Black Sun by Rebecca Roanhorse
From the New York Times bestselling author of Star Wars: Resistance Reborn comes the first book in the Between Earth and Sky trilogy, inspired by the civilizations of the Pre-Columbian Americas and woven into a tale of celestial prophecies, political intrigue, and forbidden magic.
A god will return
When the earth and sky converge
Under the black sun
In the holy city of Tova, the winter solstice is usually a time for celebration and renewal, but this year it coincides with a solar eclipse, a rare celestial event proscribed by the Sun Priest as an unbalancing of the world.
Meanwhile, a ship launches from a distant city bound for Tova and set to arrive on the solstice. The captain of the ship, Xiala, is a disgraced Teek whose song can calm the waters around her as easily as it can warp a man’s mind. Her ship carries one passenger. Described as harmless, the passenger, Serapio, is a young man, blind, scarred, and cloaked in destiny. As Xiala well knows, when a man is described as harmless, he usually ends up being a villain.
Crafted with unforgettable characters, Rebecca Roanhorse has created an epic adventure exploring the decadence of power amidst the weight of history and the struggle of individuals swimming against the confines of society and their broken pasts in the most original series debut of the decade.
Trigger Warnings: guardian/parental Abuse, emotional and physical, selling of children to pleasure houses, self harm, normalized homophobia from a jailer, blood, violence, gore, death, mourning of a loved one, ableism from a parent.
All my opinions are honest and based off the ARC.

Black Sun is the death metal of fantasy books.
Black Sun starts with a boy, and his mother telling him he will become a god, showing his eyes to the sun, blinding him. With that graphic beginning, this story unfolds that boy’s future and everyone interconnected to these lands. Carrying crows on his arms, wearing black robes, scars inner and outer, he is his people’s vengeance. The vessel of power for the crow god. Seemlessly interwoven with perspectives, we are told a story weaving these people together to reach a final blow. All start with Serapio, our poetic goth god.
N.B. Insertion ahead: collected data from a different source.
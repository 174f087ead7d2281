//! Session loader.
//!
//! Fetches every dataset once, concurrently, and assembles a [`Snapshot`].
//! A failed dataset becomes an empty [`Dataset`] with a `Failed` status
//! instead of an error, so views can show a "no data" state. The
//! [`CancellationFlag`] is checked as soon as the fetches resume; when the
//! consuming view has been torn down in the meantime the results are
//! discarded.

use std::sync::Arc;
use std::sync::atomic::{AtomicBool, Ordering};

use conflict_map_data_models::RawRow;
use conflict_map_source_models::{
    Dataset, DatasetDefinition, DatasetKind, Snapshot, empty_collection,
};
use geojson::FeatureCollection;

use crate::geometry::parse_features;
use crate::registry::all_datasets;
use crate::tabular::parse_rows;
use crate::{RawSource, SourceError};

/// Shared flag set when the consumer of a load goes away.
#[derive(Debug, Clone, Default)]
pub struct CancellationFlag(Arc<AtomicBool>);

impl CancellationFlag {
    /// Creates an unset flag.
    #[must_use]
    pub fn new() -> Self {
        Self::default()
    }

    /// Marks every clone of this flag as cancelled.
    pub fn cancel(&self) {
        self.0.store(true, Ordering::SeqCst);
    }

    /// Whether [`cancel`](Self::cancel) has been called on any clone.
    #[must_use]
    pub fn is_cancelled(&self) -> bool {
        self.0.load(Ordering::SeqCst)
    }

    /// Returns a guard that cancels the flag when dropped. Hold it for as
    /// long as the view that started the load is alive.
    #[must_use]
    pub fn guard(&self) -> CancelOnDrop {
        CancelOnDrop(self.clone())
    }
}

/// Cancels its flag on drop.
#[derive(Debug)]
pub struct CancelOnDrop(CancellationFlag);

impl Drop for CancelOnDrop {
    fn drop(&mut self) {
        self.0.cancel();
    }
}

/// Result of a session load.
#[derive(Debug, Clone)]
pub enum LoadOutcome {
    /// The snapshot, possibly with some datasets marked failed.
    Loaded(Snapshot),
    /// The consumer went away while the fetches were in flight.
    Cancelled,
}

impl LoadOutcome {
    /// Returns the snapshot unless the load was cancelled.
    #[must_use]
    pub fn into_snapshot(self) -> Option<Snapshot> {
        match self {
            Self::Loaded(snapshot) => Some(snapshot),
            Self::Cancelled => None,
        }
    }
}

/// Loads every configured dataset from a [`RawSource`].
pub struct Loader<S> {
    source: S,
    datasets: Vec<DatasetDefinition>,
}

impl<S: RawSource> Loader<S> {
    /// Creates a loader for the embedded dataset registry.
    #[must_use]
    pub fn new(source: S) -> Self {
        Self::with_datasets(source, all_datasets())
    }

    /// Creates a loader for an explicit set of dataset definitions.
    #[must_use]
    pub const fn with_datasets(source: S, datasets: Vec<DatasetDefinition>) -> Self {
        Self { source, datasets }
    }

    fn definition(&self, kind: DatasetKind) -> Option<&DatasetDefinition> {
        self.datasets.iter().find(|d| d.kind == kind)
    }

    async fn fetch(&self, kind: DatasetKind) -> Option<Result<String, SourceError>> {
        let def = self.definition(kind)?;
        log::debug!(
            "[{}] Fetching {} from {}",
            self.source.id(),
            def.id,
            def.location
        );
        Some(self.source.fetch_text(&def.location).await)
    }

    /// Fetches and parses every dataset.
    ///
    /// Never fails: datasets that could not be fetched or parsed come back
    /// empty with a `Failed` status.
    pub async fn load(&self, cancel: &CancellationFlag) -> LoadOutcome {
        let (summary, shares, flows, countries) = tokio::join!(
            self.fetch(DatasetKind::Summary),
            self.fetch(DatasetKind::TypeShare),
            self.fetch(DatasetKind::Flow),
            self.fetch(DatasetKind::Countries),
        );

        if cancel.is_cancelled() {
            log::debug!("Load cancelled; discarding fetched datasets");
            return LoadOutcome::Cancelled;
        }

        let snapshot = Snapshot {
            summary: self.rows(DatasetKind::Summary, summary),
            shares: self.rows(DatasetKind::TypeShare, shares),
            flows: self.rows(DatasetKind::Flow, flows),
            countries: Self::features(countries),
        };

        for (kind, status) in snapshot.statuses() {
            log::info!("{kind}: {status:?}");
        }

        LoadOutcome::Loaded(snapshot)
    }

    fn rows(
        &self,
        kind: DatasetKind,
        fetched: Option<Result<String, SourceError>>,
    ) -> Dataset<Vec<RawRow>> {
        let (Some(fetched), Some(def)) = (fetched, self.definition(kind)) else {
            return Dataset::failed(format!("no {kind} dataset configured"));
        };

        match fetched.and_then(|text| parse_rows(&text, &def.fields)) {
            Ok(rows) => {
                log::info!("Loaded {} rows from {}", rows.len(), def.id);
                Dataset::loaded(rows)
            }
            Err(e) => {
                log::warn!("Failed to load {}: {e}", def.id);
                Dataset::failed(e.to_string())
            }
        }
    }

    fn features(
        fetched: Option<Result<String, SourceError>>,
    ) -> Dataset<FeatureCollection> {
        let Some(fetched) = fetched else {
            return Dataset::failed_with("no countries dataset configured", empty_collection());
        };

        match fetched.and_then(|text| parse_features(&text)) {
            Ok(collection) => {
                log::info!("Loaded {} country features", collection.features.len());
                Dataset::loaded(collection)
            }
            Err(e) => {
                log::warn!("Failed to load country features: {e}");
                Dataset::failed_with(e.to_string(), empty_collection())
            }
        }
    }
}
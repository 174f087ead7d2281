//! Region → violence category flow graph.

use conflict_map_data_models::{FlowEdge, FlowGraph, FlowNode, FlowNodeKind, RawRow, ViolenceType};

/// Builds the flow graph for `year`.
///
/// Region nodes come first, in the order their first row appears; category
/// nodes follow in ascending id order, limited to the categories present.
/// Identical input always gives identical node order. Each usable row
/// becomes one edge carrying its event count; duplicate (region, category)
/// pairs are not merged. Rows without a region or a valid category, and
/// rows whose count is negative or non-finite, produce neither an edge nor
/// a node.
#[must_use]
pub fn flow_graph(rows: &[RawRow], year: i32) -> FlowGraph {
    let mut regions: Vec<&str> = Vec::new();
    let mut present = [false; ViolenceType::ALL.len()];
    let mut links: Vec<(usize, ViolenceType, f64)> = Vec::new();

    for row in rows.iter().filter(|row| row.year == year) {
        let Some(region) = row.region.as_deref().map(str::trim).filter(|r| !r.is_empty()) else {
            continue;
        };
        let Some(category) = row.category() else {
            continue;
        };
        if !row.events.is_finite() || row.events < 0.0 {
            log::trace!("Dropping {region} -> {category} edge with value {}", row.events);
            continue;
        }

        let source = regions.iter().position(|r| *r == region).unwrap_or_else(|| {
            regions.push(region);
            regions.len() - 1
        });
        present[usize::from(category.id() - 1)] = true;
        links.push((source, category, row.events));
    }

    let categories: Vec<ViolenceType> = ViolenceType::ALL
        .into_iter()
        .filter(|category| present[usize::from(category.id() - 1)])
        .collect();

    let mut nodes: Vec<FlowNode> = regions
        .iter()
        .map(|region| FlowNode {
            name: (*region).to_owned(),
            kind: FlowNodeKind::Region,
        })
        .collect();
    nodes.extend(categories.iter().map(|&category| FlowNode {
        name: category.label().to_owned(),
        kind: FlowNodeKind::Category(category),
    }));

    let edges = links
        .into_iter()
        .filter_map(|(source, category, value)| {
            let offset = categories.iter().position(|&c| c == category)?;
            Some(FlowEdge {
                source,
                target: regions.len() + offset,
                value,
                category,
            })
        })
        .collect();

    let graph = FlowGraph { nodes, edges };
    log::debug!(
        "Flow {year}: {} nodes, {} edges, {} events",
        graph.nodes.len(),
        graph.edges.len(),
        graph.total()
    );
    graph
}
//! In-memory feature layer.
//!
//! [`FeatureLayer`] is a [`MapAdapter`] that owns the keyed feature
//! collection and the active fill expression. A renderer binding takes the
//! collection and expression from here after each repaint.

use conflict_map_country::{FeatureLookup, feature_name};
use conflict_map_data_models::{CountryKey, KEY_PROPERTY, Metric};
use geojson::{Feature, FeatureCollection};
use serde::{Deserialize, Serialize};
use serde_json::Value;

use crate::scale::VALUE_PROPERTY;
use crate::{ColorScale, LegendStop, MapAdapter, ValueMap};

/// Tooltip contents for a hovered country.
#[derive(Debug, Clone, PartialEq, Serialize, Deserialize)]
pub struct HoverInfo {
    /// Country key.
    pub key: CountryKey,
    /// Feature display name.
    pub name: String,
    /// Painted value.
    pub value: f64,
    /// `value` formatted for the active metric.
    pub formatted: String,
}

/// Features with attached keys and values, plus the active color scale.
#[derive(Debug, Clone)]
pub struct FeatureLayer {
    collection: FeatureCollection,
    lookup: FeatureLookup,
    metric: Metric,
    expression: Value,
    legend: Vec<LegendStop>,
}

impl Default for FeatureLayer {
    fn default() -> Self {
        Self {
            collection: FeatureCollection {
                bbox: None,
                features: Vec::new(),
                foreign_members: None,
            },
            lookup: FeatureLookup::default(),
            metric: Metric::default(),
            expression: Value::Null,
            legend: Vec::new(),
        }
    }
}

fn stored_key(feature: &Feature) -> &str {
    feature
        .property(KEY_PROPERTY)
        .and_then(Value::as_str)
        .unwrap_or_default()
}

fn stored_value(feature: &Feature) -> f64 {
    feature
        .property(VALUE_PROPERTY)
        .and_then(Value::as_f64)
        .unwrap_or(0.0)
}

impl FeatureLayer {
    /// Creates an empty layer.
    #[must_use]
    pub fn new() -> Self {
        Self::default()
    }

    /// The features as they should be rendered.
    #[must_use]
    pub const fn collection(&self) -> &FeatureCollection {
        &self.collection
    }

    /// The active fill-color expression (`null` before the first scale).
    #[must_use]
    pub const fn expression(&self) -> &Value {
        &self.expression
    }

    /// The active legend.
    #[must_use]
    pub fn legend(&self) -> &[LegendStop] {
        &self.legend
    }

    /// The painted value of the feature for `key`, if the layer has one.
    #[must_use]
    pub fn value_of(&self, key: &CountryKey) -> Option<f64> {
        self.lookup
            .feature(&self.collection, key)
            .map(stored_value)
    }

    /// Tooltip contents for `key`.
    #[must_use]
    pub fn hover_info(&self, key: &CountryKey) -> Option<HoverInfo> {
        let feature = self.lookup.feature(&self.collection, key)?;
        let value = stored_value(feature);
        Some(HoverInfo {
            key: key.clone(),
            name: feature_name(feature).to_owned(),
            value,
            formatted: self.metric.format_value(value),
        })
    }
}

impl MapAdapter for FeatureLayer {
    fn set_features(&mut self, features: FeatureCollection) {
        self.lookup = FeatureLookup::build(&features);
        self.collection = features;
    }

    fn apply_values(&mut self, values: &ValueMap) {
        for feature in &mut self.collection.features {
            let value = values.get(stored_key(feature));
            feature.set_property(VALUE_PROPERTY, value);
        }
    }

    fn set_color_scale(&mut self, scale: &ColorScale) {
        self.metric = scale.metric;
        self.expression = scale.expression();
        self.legend = scale.legend().to_vec();
    }
}
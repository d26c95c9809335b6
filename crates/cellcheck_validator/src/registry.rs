//! Column to validator mapping.
//!
//! A [`ValidatorRegistry`] is built once per run and read-only afterwards.
//! Lookups never fail: a column without an explicit rule gets the default
//! validator.
//!
//! ## Example
//!
//! ```rust
//! use cellcheck_core::TableValidator;
//! use cellcheck_validator::{
//!     ColumnId, OmittedValidator, TolerantFloatValidator, ValidatorRegistryBuilder,
//! };
//!
//! let registry = ValidatorRegistryBuilder::new()
//!     .column("amount", TolerantFloatValidator::new(0.05, 0.05).unwrap())
//!     .index(0, OmittedValidator)
//!     .build();
//!
//! assert_eq!(registry.resolve_column(Some("amount"), 3).name(), "tolerant_float");
//! assert_eq!(registry.resolve(&ColumnId::Index(0)).name(), "omitted");
//! assert_eq!(registry.resolve_column(None, 7).name(), "excel_value");
//! ```

use crate::Validator;
use cellcheck_core::TableValidator;
use std::collections::{BTreeMap, HashMap};
use std::fmt;
use tracing::debug;

/// Identifies a column by header name or by 0-based position.
#[derive(Debug, Clone, PartialEq, Eq, Hash, PartialOrd, Ord)]
pub enum ColumnId {
    /// Header name
    Name(String),
    /// 0-based column index
    Index(usize),
}

impl fmt::Display for ColumnId {
    fn fmt(&self, f: &mut fmt::Formatter<'_>) -> fmt::Result {
        match self {
            ColumnId::Name(name) => write!(f, "'{}'", name),
            ColumnId::Index(index) => write!(f, "#{}", index),
        }
    }
}

impl From<&str> for ColumnId {
    fn from(name: &str) -> Self {
        ColumnId::Name(name.to_string())
    }
}

impl From<String> for ColumnId {
    fn from(name: String) -> Self {
        ColumnId::Name(name)
    }
}

impl From<usize> for ColumnId {
    fn from(index: usize) -> Self {
        ColumnId::Index(index)
    }
}

/// Immutable mapping from columns to validators.
#[derive(Debug, Clone, Default)]
pub struct ValidatorRegistry {
    by_name: HashMap<String, Validator>,
    by_index: BTreeMap<usize, Validator>,
    default: Validator,
}

impl ValidatorRegistry {
    /// Starts building a registry.
    pub fn builder() -> ValidatorRegistryBuilder {
        ValidatorRegistryBuilder::new()
    }

    /// Validator for a single column identifier, falling back to the default.
    pub fn resolve(&self, column: &ColumnId) -> &Validator {
        let found = match column {
            ColumnId::Name(name) => self.by_name.get(name),
            ColumnId::Index(index) => self.by_index.get(index),
        };
        found.unwrap_or(&self.default)
    }

    /// Validator for a column known by position and optionally by header name.
    ///
    /// The name mapping takes precedence over the index mapping.
    pub fn resolve_column(&self, name: Option<&str>, index: usize) -> &Validator {
        name.and_then(|name| self.by_name.get(name))
            .or_else(|| self.by_index.get(&index))
            .unwrap_or(&self.default)
    }

    /// Validators for `column_count` columns, in column order.
    pub fn resolve_columns<'a>(&'a self, header: &[String], column_count: usize) -> Vec<&'a Validator> {
        (0..column_count)
            .map(|index| self.resolve_column(header.get(index).map(String::as_str), index))
            .collect()
    }

    /// The fallback validator.
    pub fn default_validator(&self) -> &Validator {
        &self.default
    }

    /// Explicit rules, names first (sorted) then indices.
    pub fn rules(&self) -> Vec<(ColumnId, &Validator)> {
        let mut names: Vec<_> = self.by_name.iter().collect();
        names.sort_by(|a, b| a.0.cmp(b.0));

        names
            .into_iter()
            .map(|(name, v)| (ColumnId::Name(name.clone()), v))
            .chain(self.by_index.iter().map(|(i, v)| (ColumnId::Index(*i), v)))
            .collect()
    }

    /// Number of explicit rules.
    pub fn len(&self) -> usize {
        self.by_name.len() + self.by_index.len()
    }

    /// Returns true if only the default validator is configured.
    pub fn is_empty(&self) -> bool {
        self.len() == 0
    }
}

/// Builder for [`ValidatorRegistry`].
///
/// Later rules for the same column replace earlier ones.
#[derive(Debug, Default)]
pub struct ValidatorRegistryBuilder {
    registry: ValidatorRegistry,
}

impl ValidatorRegistryBuilder {
    /// Creates a builder with the [`crate::ExcelValueValidator`] as default.
    pub fn new() -> Self {
        Self::default()
    }

    /// Sets the validator for a header name.
    pub fn column(mut self, name: impl Into<String>, validator: impl Into<Validator>) -> Self {
        self.registry.by_name.insert(name.into(), validator.into());
        self
    }

    /// Sets the validator for a column position.
    pub fn index(mut self, index: usize, validator: impl Into<Validator>) -> Self {
        self.registry.by_index.insert(index, validator.into());
        self
    }

    /// Sets the validator for a column identifier.
    pub fn rule(self, column: ColumnId, validator: impl Into<Validator>) -> Self {
        match column {
            ColumnId::Name(name) => self.column(name, validator),
            ColumnId::Index(index) => self.index(index, validator),
        }
    }

    /// Sets the fallback validator.
    pub fn default_validator(mut self, validator: impl Into<Validator>) -> Self {
        self.registry.default = validator.into();
        self
    }

    /// Builds the registry.
    pub fn build(self) -> ValidatorRegistry {
        debug!(
            "Built validator registry: {} named, {} indexed, default {}",
            self.registry.by_name.len(),
            self.registry.by_index.len(),
            self.registry.default.name()
        );
        self.registry
    }
}

/// Registries per sheet, with a fallback registry.
#[derive(Debug, Clone, Default)]
pub struct RegistryStore {
    sheets: HashMap<String, ValidatorRegistry>,
    default: ValidatorRegistry,
}

impl RegistryStore {
    /// Creates a store whose unknown sheets use `default`.
    pub fn new(default: ValidatorRegistry) -> Self {
        Self {
            sheets: HashMap::new(),
            default,
        }
    }

    /// Registers the registry of a sheet.
    pub fn insert(&mut self, sheet: impl Into<String>, registry: ValidatorRegistry) {
        self.sheets.insert(sheet.into(), registry);
    }

    /// Registry for `sheet`, or the fallback.
    pub fn get(&self, sheet: &str) -> &ValidatorRegistry {
        self.sheets.get(sheet).unwrap_or(&self.default)
    }

    /// Names of sheets with their own registry, sorted.
    pub fn sheet_names(&self) -> Vec<&str> {
        let mut names: Vec<_> = self.sheets.keys().map(String::as_str).collect();
        names.sort_unstable();
        names
    }

    /// The fallback registry.
    pub fn default_registry(&self) -> &ValidatorRegistry {
        &self.default
    }
}

#[cfg(test)]
mod tests {
    use super::*;
    use crate::{EqualValidator, IgnoreValidator, OmittedValidator};
    use pretty_assertions::assert_eq;

    #[test]
    fn test_name_beats_index() {
        let registry = ValidatorRegistryBuilder::new()
            .column("id", OmittedValidator)
            .index(0, IgnoreValidator)
            .build();

        assert_eq!(registry.resolve_column(Some("id"), 0).name(), "omitted");
        assert_eq!(registry.resolve_column(Some("other"), 0).name(), "ignore");
        assert_eq!(registry.resolve_column(None, 0).name(), "ignore");
        assert_eq!(registry.resolve_column(None, 1).name(), "excel_value");
    }

    #[test]
    fn test_resolve_by_id() {
        let registry = ValidatorRegistry::builder()
            .rule(ColumnId::from("name"), EqualValidator)
            .rule(ColumnId::from(2), OmittedValidator)
            .default_validator(IgnoreValidator)
            .build();

        assert_eq!(registry.resolve(&"name".into()).name(), "equal");
        assert_eq!(registry.resolve(&ColumnId::Index(2)).name(), "omitted");
        assert_eq!(registry.resolve(&ColumnId::Index(3)).name(), "ignore");
        assert_eq!(registry.len(), 2);
    }

    #[test]
    fn test_resolve_columns_uses_header() {
        let registry = ValidatorRegistryBuilder::new()
            .column("b", OmittedValidator)
            .build();
        let header = vec!["a".to_string(), "b".to_string()];

        let names: Vec<_> = registry
            .resolve_columns(&header, 3)
            .into_iter()
            .map(|v| v.name().to_string())
            .collect();
        assert_eq!(names, vec!["excel_value", "omitted", "excel_value"]);
    }

    #[test]
    fn test_rules_are_ordered() {
        let registry = ValidatorRegistryBuilder::new()
            .index(4, EqualValidator)
            .column("z", EqualValidator)
            .column("a", EqualValidator)
            .build();
        let ids: Vec<_> = registry.rules().into_iter().map(|(id, _)| id).collect();
        assert_eq!(
            ids,
            vec![ColumnId::from("a"), ColumnId::from("z"), ColumnId::Index(4)]
        );
    }

    #[test]
    fn test_store_falls_back() {
        let mut store = RegistryStore::new(
            ValidatorRegistryBuilder::new()
                .default_validator(EqualValidator)
                .build(),
        );
        store.insert(
            "Tabelle1",
            ValidatorRegistryBuilder::new()
                .default_validator(IgnoreValidator)
                .build(),
        );

        assert_eq!(store.get("Tabelle1").default_validator().name(), "ignore");
        assert_eq!(store.get("Other").default_validator().name(), "equal");
        assert_eq!(store.sheet_names(), vec!["Tabelle1"]);
    }
}
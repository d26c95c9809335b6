//! Serializable validator settings.

use crate::number::DEFAULT_DIGITS;
use crate::{
    BoolValidator, DateValidator, EqualValidator, ExcelValueValidator, IgnoreValidator,
    IntValidator, NumberValidator, OmittedValidator, RoundingMode, TolerantFloatValidator,
    Validator,
};
use cellcheck_core::{ConfigurationError, DatePrecision, LocaleProfile};
use serde::{Deserialize, Serialize};
use std::fmt;

fn default_digits() -> i32 {
    DEFAULT_DIGITS as i32
}

/// Settings of one validator, tagged by `type`.
///
/// ```yaml
/// type: tolerant_float
/// delta_up: 0.05
/// delta_down: 0.02
/// precision: 2
/// ```
#[derive(Debug, Clone, PartialEq, Serialize, Deserialize)]
#[serde(tag = "type", rename_all = "snake_case")]
pub enum ValidatorConfig {
    /// Raw equality
    Equal,

    /// Boolean tokens
    Bool,

    /// Dates truncated to a precision
    Date {
        #[serde(default)]
        precision: DatePrecision,
    },

    /// Column is not compared
    Omitted,

    /// Any pair matches
    Ignore,

    /// Integers with an optional rounding tolerance
    Int {
        #[serde(default)]
        tolerance: f64,
    },

    /// Numbers compared after rounding
    Number {
        #[serde(default = "default_digits")]
        digits: i32,
        #[serde(default)]
        rounding: RoundingMode,
    },

    /// Numbers within a tolerance window
    TolerantFloat {
        delta_up: f64,
        delta_down: f64,
        #[serde(default = "default_digits")]
        precision: i32,
        #[serde(default)]
        rounding: RoundingMode,
    },

    /// Kind detected from the expected value
    ExcelValue {
        #[serde(default)]
        date_precision: DatePrecision,
        #[serde(default = "default_digits")]
        digits: i32,
        #[serde(default)]
        rounding: RoundingMode,
    },
}

impl Default for ValidatorConfig {
    fn default() -> Self {
        ValidatorConfig::ExcelValue {
            date_precision: DatePrecision::default(),
            digits: default_digits(),
            rounding: RoundingMode::default(),
        }
    }
}

impl ValidatorConfig {
    /// Builds the validator, checking every parameter.
    pub fn build(&self, profile: &LocaleProfile) -> Result<Validator, ConfigurationError> {
        let profile = profile.clone();
        let validator = match self {
            ValidatorConfig::Equal => EqualValidator.into(),
            ValidatorConfig::Bool => BoolValidator::new(profile)?.into(),
            ValidatorConfig::Date { precision } => DateValidator::new(*precision, profile)?.into(),
            ValidatorConfig::Omitted => OmittedValidator.into(),
            ValidatorConfig::Ignore => IgnoreValidator.into(),
            ValidatorConfig::Int { tolerance } => IntValidator::new(*tolerance, profile)?.into(),
            ValidatorConfig::Number { digits, rounding } => {
                NumberValidator::new(*digits, *rounding, profile)?.into()
            }
            ValidatorConfig::TolerantFloat {
                delta_up,
                delta_down,
                precision,
                rounding,
            } => TolerantFloatValidator::with_options(
                *delta_up,
                *delta_down,
                *precision,
                *rounding,
                profile,
            )?
            .into(),
            ValidatorConfig::ExcelValue {
                date_precision,
                digits,
                rounding,
            } => ExcelValueValidator::new(*date_precision, *digits, *rounding, profile)?.into(),
        };
        Ok(validator)
    }

    /// The `type` tag of this configuration.
    pub fn type_name(&self) -> &'static str {
        match self {
            ValidatorConfig::Equal => "equal",
            ValidatorConfig::Bool => "bool",
            ValidatorConfig::Date { .. } => "date",
            ValidatorConfig::Omitted => "omitted",
            ValidatorConfig::Ignore => "ignore",
            ValidatorConfig::Int { .. } => "int",
            ValidatorConfig::Number { .. } => "number",
            ValidatorConfig::TolerantFloat { .. } => "tolerant_float",
            ValidatorConfig::ExcelValue { .. } => "excel_value",
        }
    }
}

impl fmt::Display for ValidatorConfig {
    fn fmt(&self, f: &mut fmt::Formatter<'_>) -> fmt::Result {
        match self {
            ValidatorConfig::Date { precision } => write!(f, "date(precision={})", precision),
            ValidatorConfig::Int { tolerance } => write!(f, "int(tolerance={})", tolerance),
            ValidatorConfig::Number { digits, .. } => write!(f, "number(digits={})", digits),
            ValidatorConfig::TolerantFloat {
                delta_up,
                delta_down,
                precision,
                ..
            } => write!(
                f,
                "tolerant_float(delta_up={}, delta_down={}, precision={})",
                delta_up, delta_down, precision
            ),
            ValidatorConfig::ExcelValue {
                date_precision,
                digits,
                ..
            } => write!(
                f,
                "excel_value(date_precision={}, digits={})",
                date_precision, digits
            ),
            other => f.write_str(other.type_name()),
        }
    }
}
When Xiala is broken from her jail cell, she’s hired by Lord Balam to take Serapio, now a man, to Tova to meet the sun priest.
Xiala is our bisexxi mermaid sprung from her jail cell to join the crow god’s vengeance ship.
A Teek captain, a gay, bejewled eyes and hair the color of plums, daughter of the sea! Xiala, and her voice that can be her revenge for man’s betrayal, charts the waters to bring our goth boy to his bloody future.
One of the things I love most about adult fantasy is the intricacy of what is going on in the world and balancing it with human relationships. Everything, every line, every description is detailed with such careful precision. Rebecca Roanhorse is no different. She just excels at bringing new ways of storytelling other authors could not even dream of.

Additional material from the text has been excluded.